Per Rep. Capriglioni, the TDPSA is drafted to be business-friendly, exempts small businesses, and does not include employee and enterprise/business-to-business (B2B) data. Enforcement is solely vested in the Texas Attorney General's Office and there is no private right of action, even in the event of a security breach. The TDPSA has a 30-day cure period that does not sunset. Like other comprehensive state privacy laws, the TDPSA provides consumers the rights to delete, correct, and access their personal data and to opt out of sales, targeted advertising, and certain profiling activities. It also provides a right to appeal a denial of a data subject request and further establishes controller and processor obligations on personal information and a narrower category of sensitive information. And, while the TDPSA includes biometric information in the definition of sensitive information, there is no near-term plan to phase out the state's biometric law—the Texas Capture or Use of Biometric Identifiers (CUBI). If passed, the TDPSA would be effective and enforced early next year, with little tolerance for delayed compliance apart from the 30-day cure period. This short runway for businesses in scope to come into compliance is based on an expectation that those businesses will already be in compliance with the majority of their obligations given the significant reach of consumer privacy laws in other states.

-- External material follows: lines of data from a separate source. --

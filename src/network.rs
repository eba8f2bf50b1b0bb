// This Source Code Form is subject to the terms of the Mozilla Public
// License, v. 2.0. If a copy of the MPL was not distributed with this
// file, You can obtain one at http://mozilla.org/MPL/2.0/.

//! The network: the full set of participating stations, their pairwise
//! baselines, and the sky-coverage grouping derived from station proximity
//! (`Network`/`Baseline`).

use std::collections::HashMap;

use indexmap::IndexMap;
use serde::{Deserialize, Serialize};

use crate::coord::PointingVector;
use crate::event::EventList;
use crate::id::{BaselineId, IdRegistry, StationId};
use crate::station::Station;
use crate::time::{AngularDistanceTable, SessionSeconds};

/// A baseline's mutable tuning-parameter snapshot, the same
/// hot-swap shape as [`crate::station::parameters::StationParameters`] and
/// [`crate::source::parameters::SourceParameters`].
#[derive(Clone, Debug, Serialize, Deserialize)]
pub struct BaselineParameters {
    #[serde(default = "default_true")]
    pub available: bool,
    #[serde(default = "default_one")]
    pub weight: f64,
    #[serde(default = "default_min_scan")]
    pub min_scan_s: u32,
    #[serde(default = "default_max_scan")]
    pub max_scan_s: u32,
    /// Per-band minimum SNR override for this specific pair; absent bands
    /// fall back to the per-station minima.
    #[serde(default)]
    pub min_snr: HashMap<String, f64>,
}

fn default_true() -> bool {
    true
}
fn default_one() -> f64 {
    1.0
}
fn default_min_scan() -> u32 {
    1
}
fn default_max_scan() -> u32 {
    600
}

impl Default for BaselineParameters {
    fn default() -> Self {
        Self {
            available: true,
            weight: 1.0,
            min_scan_s: 1,
            max_scan_s: 600,
            min_snr: HashMap::new(),
        }
    }
}

/// Per-baseline running counters ("counters (observations,
/// scans)").
#[derive(Clone, Copy, Debug, Default)]
pub struct BaselineCounters {
    pub num_observations: u32,
    pub num_scans: u32,
}

/// An unordered pair of stations (`Baseline`). `station1 < station2`
/// always holds ("id derivation `(staid1,staid2) -> blid` with
/// `staid1 < staid2`").
#[derive(Clone, Debug)]
pub struct Baseline {
    pub id: BaselineId,
    pub station1: StationId,
    pub station2: StationId,
    pub parameters: BaselineParameters,
    pub events: EventList<BaselineParameters>,
    pub counters: BaselineCounters,
}

impl Baseline {
    pub fn involves(&self, station_id: StationId) -> bool {
        self.station1 == station_id || self.station2 == station_id
    }

    pub fn other(&self, station_id: StationId) -> Option<StationId> {
        if self.station1 == station_id {
            Some(self.station2)
        } else if self.station2 == station_id {
            Some(self.station1)
        } else {
            None
        }
    }

    pub fn commit(&mut self) {
        self.counters.num_observations += 1;
        self.counters.num_scans += 1;
    }
}

/// A grouping of stations into mutually-nearby clusters, used to space scans
/// across the sky rather than always picking the highest-scoring but
/// geographically clustered source (`SkyCoverage`). Each group
/// also carries the stream of past pointing vectors committed by any of its
/// member stations, the "stream of past pointing vectors belonging to a
/// group of stations" the sky-coverage score term is computed against.
#[derive(Clone, Debug)]
pub struct SkyCoverage {
    /// Each inner vector is one coverage group's station ids.
    pub groups: Vec<Vec<StationId>>,
    /// Parallel to `groups`: every pointing committed by a member station,
    /// oldest first.
    histories: Vec<Vec<PointingVector>>,
}

impl SkyCoverage {
    /// Greedily cluster stations: a station joins the first group whose
    /// representative (its first member) lies within
    /// `max_dist_between_corresponding_telescopes_m`, else it starts a new
    /// group.
    pub fn build(network: &Network, max_dist_between_corresponding_telescopes_m: f64) -> Self {
        let mut groups: Vec<Vec<StationId>> = Vec::new();
        for station in network.stations_in_order() {
            let mut placed = false;
            for group in groups.iter_mut() {
                let representative = network.station(group[0]).expect("group representative must exist");
                if representative.position.distance_to(&station.position) <= max_dist_between_corresponding_telescopes_m {
                    group.push(station.id);
                    placed = true;
                    break;
                }
            }
            if !placed {
                groups.push(vec![station.id]);
            }
        }
        let histories = vec![Vec::new(); groups.len()];
        Self { groups, histories }
    }

    pub fn group_of(&self, station_id: StationId) -> Option<usize> {
        self.groups.iter().position(|g| g.contains(&station_id))
    }

    /// Record a committed pointing in its station's group history, dropping
    /// anything older than `max_influence_time_s` relative to the pointing
    /// just recorded so the history does not grow without bound over a long
    /// session (only pointings within `MaxInfluenceTime`
    /// can contribute a nonzero score anyway).
    pub fn record(&mut self, pv: PointingVector, max_influence_time_s: u32) {
        let Some(idx) = self.group_of(pv.station_id) else {
            return;
        };
        let history = &mut self.histories[idx];
        history.push(pv);
        if max_influence_time_s > 0 {
            let cutoff = pv.time.saturating_sub(max_influence_time_s);
            history.retain(|p| p.time >= cutoff);
        }
    }

    /// Raw `(angular_distance_rad, time_since_s)` pairs between `station_id`'s
    /// group history and a candidate pointing `(current_az, current_el)` at
    /// `current_time`, for the caller to wrap into a scoring-side
    /// `PastInfluence` (kept untyped here so `network` does not depend on
    /// `subcon`).
    pub fn past_influences(
        &self,
        station_id: StationId,
        current_az: f64,
        current_el: f64,
        current_time: SessionSeconds,
        table: &AngularDistanceTable,
    ) -> Vec<(f64, u32)> {
        let Some(idx) = self.group_of(station_id) else {
            return Vec::new();
        };
        self.histories[idx]
            .iter()
            .map(|pv| {
                (
                    table.lookup(pv.el, pv.az, current_az, current_el),
                    current_time.saturating_sub(pv.time),
                )
            })
            .collect()
    }
}

/// The full participating network: stations plus every pairwise baseline
/// (`Network`).
#[derive(Clone, Debug)]
pub struct Network {
    stations: Vec<Station>,
    /// Keyed by `StationId` in network order; an `IndexMap` rather than a
    /// plain `HashMap` so iteration order matches insertion order for
    /// anything that needs to walk the index deterministically.
    station_index: IndexMap<StationId, usize>,
    baselines: Vec<Baseline>,
    baseline_index: IndexMap<(StationId, StationId), usize>,
}

impl Network {
    /// Build the network and mint one baseline per unordered station pair.
    pub fn new(stations: Vec<Station>, ids: &mut IdRegistry) -> Self {
        let mut station_index = IndexMap::new();
        for (i, s) in stations.iter().enumerate() {
            station_index.insert(s.id, i);
        }

        let mut baselines = Vec::new();
        let mut baseline_index = IndexMap::new();
        for i in 0..stations.len() {
            for j in (i + 1)..stations.len() {
                let (a, b) = (stations[i].id, stations[j].id);
                let (lo, hi) = if a.value() < b.value() { (a, b) } else { (b, a) };
                let baseline = Baseline {
                    id: ids.next_baseline(),
                    station1: lo,
                    station2: hi,
                    parameters: BaselineParameters::default(),
                    events: EventList::new(vec![]),
                    counters: BaselineCounters::default(),
                };
                baseline_index.insert((lo, hi), baselines.len());
                baselines.push(baseline);
            }
        }

        Self {
            stations,
            station_index,
            baselines,
            baseline_index,
        }
    }

    pub fn station(&self, id: StationId) -> Option<&Station> {
        self.station_index.get(&id).map(|&i| &self.stations[i])
    }

    pub fn station_mut(&mut self, id: StationId) -> Option<&mut Station> {
        self.station_index.get(&id).copied().map(move |i| &mut self.stations[i])
    }

    pub fn stations_in_order(&self) -> impl Iterator<Item = &Station> {
        self.stations.iter()
    }

    pub fn num_stations(&self) -> usize {
        self.stations.len()
    }

    /// `(staid1,staid2) -> blid` with `staid1 < staid2`.
    pub fn baseline_between(&self, a: StationId, b: StationId) -> Option<&Baseline> {
        let (lo, hi) = if a.value() < b.value() { (a, b) } else { (b, a) };
        self.baseline_index.get(&(lo, hi)).map(|&i| &self.baselines[i])
    }

    pub fn baseline_between_mut(&mut self, a: StationId, b: StationId) -> Option<&mut Baseline> {
        let (lo, hi) = if a.value() < b.value() { (a, b) } else { (b, a) };
        self.baseline_index.get(&(lo, hi)).copied().map(move |i| &mut self.baselines[i])
    }

    pub fn baselines(&self) -> impl Iterator<Item = &Baseline> {
        self.baselines.iter()
    }
}
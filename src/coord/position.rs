// This Source Code Form is subject to the terms of the Mozilla Public
// License, v. 2.0. If a copy of the MPL was not distributed with this
// file, You can obtain one at http://mozilla.org/MPL/2.0/.

use crate::astro::Mat3;

/// WGS84 semi-major axis, metres.
const WGS84_A: f64 = 6_378_137.0;
/// WGS84 flattening.
const WGS84_F: f64 = 1.0 / 298.257_223_563;

/// A station's Cartesian ECEF position, with derived geodetic coordinates
/// and the geodetic→local (topocentric ENU) rotation matrix precomputed
/// once at construction (`Position`).
#[derive(Clone, Copy, Debug)]
pub struct Position {
    pub x: f64,
    pub y: f64,
    pub z: f64,
    /// Geodetic latitude, radians.
    pub latitude: f64,
    /// Geodetic longitude, radians.
    pub longitude: f64,
    /// Height above the ellipsoid, metres.
    pub height: f64,
    /// Rows are the local east/north/up unit vectors expressed in ECEF.
    local_rotation: Mat3,
}

impl Position {
    /// Build from ECEF Cartesian coordinates, metres. Geodetic latitude and
    /// height are recovered via Bowring's iterative method.
    pub fn from_ecef(x: f64, y: f64, z: f64) -> Self {
        let (latitude, longitude, height) = ecef_to_geodetic_bowring(x, y, z);
        let local_rotation = geodetic_rotation_matrix(latitude, longitude);
        Self {
            x,
            y,
            z,
            latitude,
            longitude,
            height,
            local_rotation,
        }
    }

    /// Rotate an ECEF-frame direction vector into the station's local
    /// East/North/Up frame.
    pub fn ecef_to_local(&self, ecef_direction: [f64; 3]) -> [f64; 3] {
        self.local_rotation.mul_vec(ecef_direction)
    }

    /// Vector difference to another station's ECEF position (,
    /// baseline-length vectors).
    pub fn vector_to(&self, other: &Position) -> [f64; 3] {
        [other.x - self.x, other.y - self.y, other.z - self.z]
    }

    /// Euclidean distance to another station, metres.
    pub fn distance_to(&self, other: &Position) -> f64 {
        let d = self.vector_to(other);
        (d[0] * d[0] + d[1] * d[1] + d[2] * d[2]).sqrt()
    }
}

/// Bowring's iterative ECEF→geodetic conversion (WGS84), converges to
/// machine precision in a handful of iterations for terrestrial heights.
fn ecef_to_geodetic_bowring(x: f64, y: f64, z: f64) -> (f64, f64, f64) {
    let e2 = WGS84_F * (2.0 - WGS84_F);
    let p = (x * x + y * y).sqrt();
    let longitude = y.atan2(x);

    let mut lat = z.atan2(p * (1.0 - e2));
    let mut height = 0.0;
    for _ in 0..6 {
        let sin_lat = lat.sin();
        let n = WGS84_A / (1.0 - e2 * sin_lat * sin_lat).sqrt();
        height = p / lat.cos() - n;
        lat = z.atan2(p * (1.0 - e2 * n / (n + height)));
    }

    (lat, longitude, height)
}

/// The rows of the returned matrix are the East, North, and Up unit vectors
/// of the local topocentric frame, expressed in ECEF (:
/// "precomputed geodetic→local rotation (3x3)").
fn geodetic_rotation_matrix(latitude: f64, longitude: f64) -> Mat3 {
    let (sin_lat, cos_lat) = latitude.sin_cos();
    let (sin_lon, cos_lon) = longitude.sin_cos();

    let east = [-sin_lon, cos_lon, 0.0];
    let north = [-sin_lat * cos_lon, -sin_lat * sin_lon, cos_lat];
    let up = [cos_lat * cos_lon, cos_lat * sin_lon, sin_lat];

    Mat3([east, north, up])
}

#[cfg(test)]
mod tests {
    use super::*;
    use approx::assert_abs_diff_eq;

    #[test]
    fn equatorial_point_has_zero_latitude() {
        // A point on the equator, at zero height.
        let pos = Position::from_ecef(WGS84_A, 0.0, 0.0);
        assert_abs_diff_eq!(pos.latitude, 0.0, epsilon = 1e-6);
        assert_abs_diff_eq!(pos.height, 0.0, epsilon = 1e-3);
    }

    #[test]
    fn up_vector_is_roughly_radial_at_equator() {
        let pos = Position::from_ecef(WGS84_A + 100.0, 0.0, 0.0);
        let up = pos.ecef_to_local([1.0, 0.0, 0.0]);
        // The "up" component (index 2 of the local frame) should dominate.
        assert!(up[2] > 0.99);
    }
}
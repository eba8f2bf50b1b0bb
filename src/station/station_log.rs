// This Source Code Form is subject to the terms of the Mozilla Public
// License, v. 2.0. If a copy of the MPL was not distributed with this
// file, You can obtain one at http://mozilla.org/MPL/2.0/.

//! A placeholder for a station's post-hoc observing log. Only the shape of
//! a parsed log is recorded here, so a future log parser has somewhere to
//! put its output and the scheduler's committed scans have something to be
//! diffed against; no parser is implemented.

use crate::id::StationId;
use crate::time::SessionSeconds;

/// One source-acquisition record as it would appear in a station's
/// observing log.
#[derive(Clone, Debug)]
pub struct StationLogEntry {
    pub source_name: String,
    pub start: SessionSeconds,
    pub end: SessionSeconds,
}

/// A single station's parsed observing log.
#[derive(Clone, Debug)]
pub struct StationLog {
    pub station_id: StationId,
    pub entries: Vec<StationLogEntry>,
}
// This Source Code Form is subject to the terms of the Mozilla Public
// License, v. 2.0. If a copy of the MPL was not distributed with this
// file, You can obtain one at http://mozilla.org/MPL/2.0/.

//! The calibration / high-impact overlay: a cadence-gated
//! block restricted to fringe-finder and astro-calibrator sources, scored
//! with the low/high elevation ramp terms that ordinary scans never use.

use crate::config::{CalibratorCadence, Config};
use crate::network::Network;
use crate::scan::Scan;
use crate::time::SessionSeconds;

/// Whether a calibration block is due given scans/time elapsed since the
/// last one ("configurable cadence (`scans` or `seconds`)").
pub fn due(config: &Config, scans_since: u32, time_since_s: SessionSeconds) -> bool {
    let Some(block) = &config.calibrator_block else {
        return false;
    };
    match block.cadence {
        CalibratorCadence::EveryNScans(n) => scans_since >= n,
        CalibratorCadence::EverySeconds(s) => time_since_s >= s,
    }
}

/// Add the `lowEl`/`highEl` ramp terms to an already-scored calibrator
/// candidate ("outside calibrator mode these terms are
/// absent"), the one place [`crate::subcon::scoring::elevation_ramp_term`]
/// is actually used.
pub fn apply_elevation_ramps(config: &Config, network: &Network, scan: &Scan) -> f64 {
    let base = scan.score.unwrap_or(0.0);

    let ramps: Vec<f64> = scan
        .station_ids()
        .filter_map(|&sid| {
            let pv = scan.pointing_vectors.get(&sid)?;
            Some(pv.el)
        })
        .map(|el| {
            let low = crate::subcon::scoring::elevation_ramp_term(el, config.weights.low_el_start_rad, config.weights.low_el_full_rad);
            let high = crate::subcon::scoring::elevation_ramp_term(el, config.weights.high_el_start_rad, config.weights.high_el_full_rad);
            low.max(high)
        })
        .collect();

    let _ = network;
    if ramps.is_empty() {
        return base;
    }
    let mean_ramp = ramps.iter().sum::<f64>() / ramps.len() as f64;
    base + mean_ramp
}

#[cfg(test)]
mod tests {
    use super::*;
    use crate::config::{CalibratorBlock, CalibratorTargetLength};

    fn base_config(block: Option<CalibratorBlock>) -> Config {
        Config {
            weights: Default::default(),
            sky_coverage: Default::default(),
            subnetting: Default::default(),
            alignment_anchor: crate::scan::AlignmentAnchor::Start,
            calibrator_block: block,
            avoid_satellites: Default::default(),
            astro_grid_step_s: 60,
            max_number_of_scans: 100,
            max_step_retries: 25,
        }
    }

    #[test]
    fn no_block_configured_is_never_due() {
        let config = base_config(None);
        assert!(!due(&config, 1000, 1_000_000));
    }

    #[test]
    fn every_n_scans_cadence_fires_once_threshold_reached() {
        let config = base_config(Some(CalibratorBlock {
            cadence: CalibratorCadence::EveryNScans(5),
            target_length: CalibratorTargetLength::Parameters,
        }));
        assert!(!due(&config, 4, 0));
        assert!(due(&config, 5, 0));
    }

    #[test]
    fn every_seconds_cadence_fires_once_threshold_reached() {
        let config = base_config(Some(CalibratorBlock {
            cadence: CalibratorCadence::EverySeconds(600),
            target_length: CalibratorTargetLength::Parameters,
        }));
        assert!(!due(&config, 0, 599));
        assert!(due(&config, 0, 600));
    }
}
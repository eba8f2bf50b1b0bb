// This Source Code Form is subject to the terms of the Mozilla Public
// License, v. 2.0. If a copy of the MPL was not distributed with this
// file, You can obtain one at http://mozilla.org/MPL/2.0/.

use crate::id::{SourceId, StationId};
use crate::time::SessionSeconds;

/// `(station_id, source_id, az, el, ha, dc, time)` (`PointingVector`).
///
/// Equality and ordering are by time only.
#[derive(Clone, Copy, Debug)]
pub struct PointingVector {
    pub station_id: StationId,
    pub source_id: SourceId,
    /// Azimuth, radians. May be unwrapped beyond `[0, 2*pi)` when tracking a
    /// cable-wrap section.
    pub az: f64,
    /// Elevation, radians.
    pub el: f64,
    /// Hour angle, radians.
    pub ha: f64,
    /// Declination, radians.
    pub dc: f64,
    pub time: SessionSeconds,
}

impl PointingVector {
    pub fn new(
        station_id: StationId,
        source_id: SourceId,
        az: f64,
        el: f64,
        ha: f64,
        dc: f64,
        time: SessionSeconds,
    ) -> Self {
        Self {
            station_id,
            source_id,
            az,
            el,
            ha,
            dc,
            time,
        }
    }
}

impl PartialEq for PointingVector {
    fn eq(&self, other: &Self) -> bool {
        self.time == other.time
    }
}

impl Eq for PointingVector {}

impl PartialOrd for PointingVector {
    fn partial_cmp(&self, other: &Self) -> Option<std::cmp::Ordering> {
        Some(self.cmp(other))
    }
}

impl Ord for PointingVector {
    fn cmp(&self, other: &Self) -> std::cmp::Ordering {
        self.time.cmp(&other.time)
    }
}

The interview concluded with Rep. Capriglione's thoughts on how, if enacted, the TDPSA might intersect with emerging artificial intelligence (AI) and machine learning (ML) technologies, as well as potential future lawmaking concerning automated decision-making. The high-priority number assigned to the TDPSA suggests that it will move quickly through the legislature and may be passed soon, making the Texas legislature one to watch in 2023 on privacy and other intersecting areas of technology.